My frittata is definitely the college version – no cast iron skillets here. I found the recipe on Shape.com, and made some adjustments of my own.

Peppers, Corn, and Parmesan Frittata.

Easy Vegetable Frittata

Ingredients:

  1. Cooking spray
  2. 1/2 cup packaged egg whites (or 4 large egg whites) I used two eggs
  3. 2 t prepared pesto
  4. Coarse salt and cracked black pepper to taste
  5. 1 cup cut-up salad-bar veggies (such as broccoli, mushrooms and bell peppers)
  6. 1 t grated Parmesan

Preparation:
Lightly coat a shallow soup bowl with cooking spray. Pour in egg whites, pesto, salt and pepper to taste. Whisk with a fork to combine. Stir in vegetables. Place in microwave on high for 1 minute. Remove, stir once and cook for 1 minute more. Check for doneness. If the vegetables appear too raw, cover loosely with plastic wrap and cook an additional minute. Otherwise, cook uncovered for one more minute. Sprinkle with Parmesan and serve immediately.
Here’s the scoop: I found it took closer to four or five minutes for the eggs to be completely cooked. I mixed frozen peppers and corn in, though, so that could be why. I thought this dish was delicious, and there are a lot of variations that can be made quite simply. This will definitely go into the rotation.
On the side, I had the other half of the acorn squash filled with yogurt and sprinkled with Kashi GoLean Crunch and a drizzle of honey, along with some strawberries. Yum.

Frittata + Acorn Squash + Strawberries

Good Eats.

The rainy, cold weather yesterday afternoon encouraged me to watch bad TV. Jackie, Lauren and I watched some of Georgia Rule, which was at the same time awful and compulsively watchable. Oh, Lindsay Lohan…

By the time the credits rolled, my mind was on dinner. I threw the acorn squash seeds in the often for twenty minutes while I prepped the other components of dinner. I bought couscous for the first time on Friday, and I love how simple and quick it is to make. I’m hoping to buy it in bulk next time, rather than in a pre-packaged, fairly expensive and small box. Does anyone have any good suggestions for what to do with couscous? I had an incredible couscous salad at a graduation party this summer. I actually took a picture:

Mystery couscous.

Last night, I tossed the couscous with sliced tomatoes, lemon juice, salt, pepper, and feta. It was nice and light.
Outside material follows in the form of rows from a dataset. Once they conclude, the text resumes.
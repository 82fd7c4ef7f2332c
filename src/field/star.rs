use bevy::prelude::*;
use rand::Rng;

use super::config::FieldConfig;

/// A single drifting point of the background.
#[derive(Debug, Clone, Copy, PartialEq)]
pub struct Star {
    pub position: Vec2,
    /// Rest position the star eases back to once the pointer leaves.
    pub base_position: Vec2,
    pub size: f32,
    /// Leftward drift per frame.
    pub speed: f32,
    /// Not clamped; see [`Star::color`].
    pub opacity: f32,
    pub pulse_speed: f32,
}

impl Star {
    /// A star at a uniformly random point of `[0, bounds.x) x [0, bounds.y)`.
    pub fn random(rng: &mut impl Rng, bounds: Vec2, config: &FieldConfig) -> Self {
        let position = Vec2::new(rng.random::<f32>() * bounds.x, rng.random::<f32>() * bounds.y);
        Self {
            position,
            base_position: position,
            size: rng.random::<f32>() * config.max_star_size,
            speed: rng.random::<f32>() * config.max_drift_speed,
            opacity: rng.random::<f32>(),
            pulse_speed: rng.random::<f32>() * config.max_pulse_speed,
        }
    }

    /// Move left by `speed`. A star that crosses the left edge re-enters at
    /// the right edge at a random height and rests there. Returns whether the
    /// star was recycled.
    pub fn drift(&mut self, bounds: Vec2, rng: &mut impl Rng) -> bool {
        self.position.x -= self.speed;
        if self.position.x >= 0.0 {
            return false;
        }
        self.position = Vec2::new(bounds.x, rng.random::<f32>() * bounds.y);
        self.base_position = self.position;
        true
    }

    /// Push away from `source` when inside the repulsion radius, otherwise
    /// ease back toward the rest position.
    pub fn interact(&mut self, source: Vec2, config: &FieldConfig) {
        match repulsion(source - self.position, config.repulsion_radius, config.repulsion_strength) {
            Some(push) => self.position -= push,
            None => self.position += (self.base_position - self.position) * config.return_rate,
        }
    }

    /// Additive opacity pulse driven by wall-clock milliseconds.
    pub fn pulse(&mut self, now_ms: f64, amplitude: f32) {
        let phase = now_ms * f64::from(self.pulse_speed);
        self.opacity += (phase.sin() * f64::from(amplitude)) as f32;
    }

    /// Fill colour for this frame. Opacity may have drifted outside [0, 1];
    /// the alpha is clamped here the way a canvas clamps `rgba()`.
    pub fn color(&self) -> Color {
        Color::srgba(1.0, 1.0, 1.0, self.opacity.clamp(0.0, 1.0))
    }
}

/// Displacement a source at `offset` (source minus star) applies to a star,
/// to be subtracted from its position. `None` at or beyond `radius`.
///
/// Falls off linearly from `strength` at the source to zero at the radius.
pub fn repulsion(offset: Vec2, radius: f32, strength: f32) -> Option<Vec2> {
    let distance = offset.length();
    if distance >= radius {
        return None;
    }
    let force = (radius - distance) / radius;
    let angle = offset.y.atan2(offset.x);
    Some(Vec2::from_angle(angle) * force * strength)
}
Couscous with tomato and feta.

I also sautéed some mushrooms and threw those on a salad, dressed in my signature EVOO, lemon juice and balsamic mixture, with goat cheese. Once the seeds were toasted, I scattered those on the salad, too. It was delicious. Very autumnal.

Mushroom, Toasted Acorn Squash Seeds, and Goat Cheese Salad

Dinner is served.

Today’s been a day of scattered eats. The massive amounts of work I had took priority over creativity in the kitchen, so I had a carb-heavy breakfast.

Toast with PB and B

I packed a baby lunch for the library because I assumed I’d come home for an afternoon snack/dinner. That wasn’t the case, though.

Kashi Pumpkin-Pecan bar, Honeycrisp Apple, Smokehouse Almonds

A full review of the Kashi bar coming soon!

I ended up going out to dinner with my friend. We got sushi at Sadako, which is one of my favorite restaurants in Ann Arbor. I got my usual order: seaweed salad + sweet potato roll + the complimentary miso soup and house salad. Yum! I love going out to eat. I needed a little sugar fix after all today’s work, so I also got some frozen yogurt, topped with blueberries and granola, at Amer’s. And I forgot my camera! Sorry!

Okay, I’ve gotta go to bed. Early wake-up time tomorrow. Goodnight!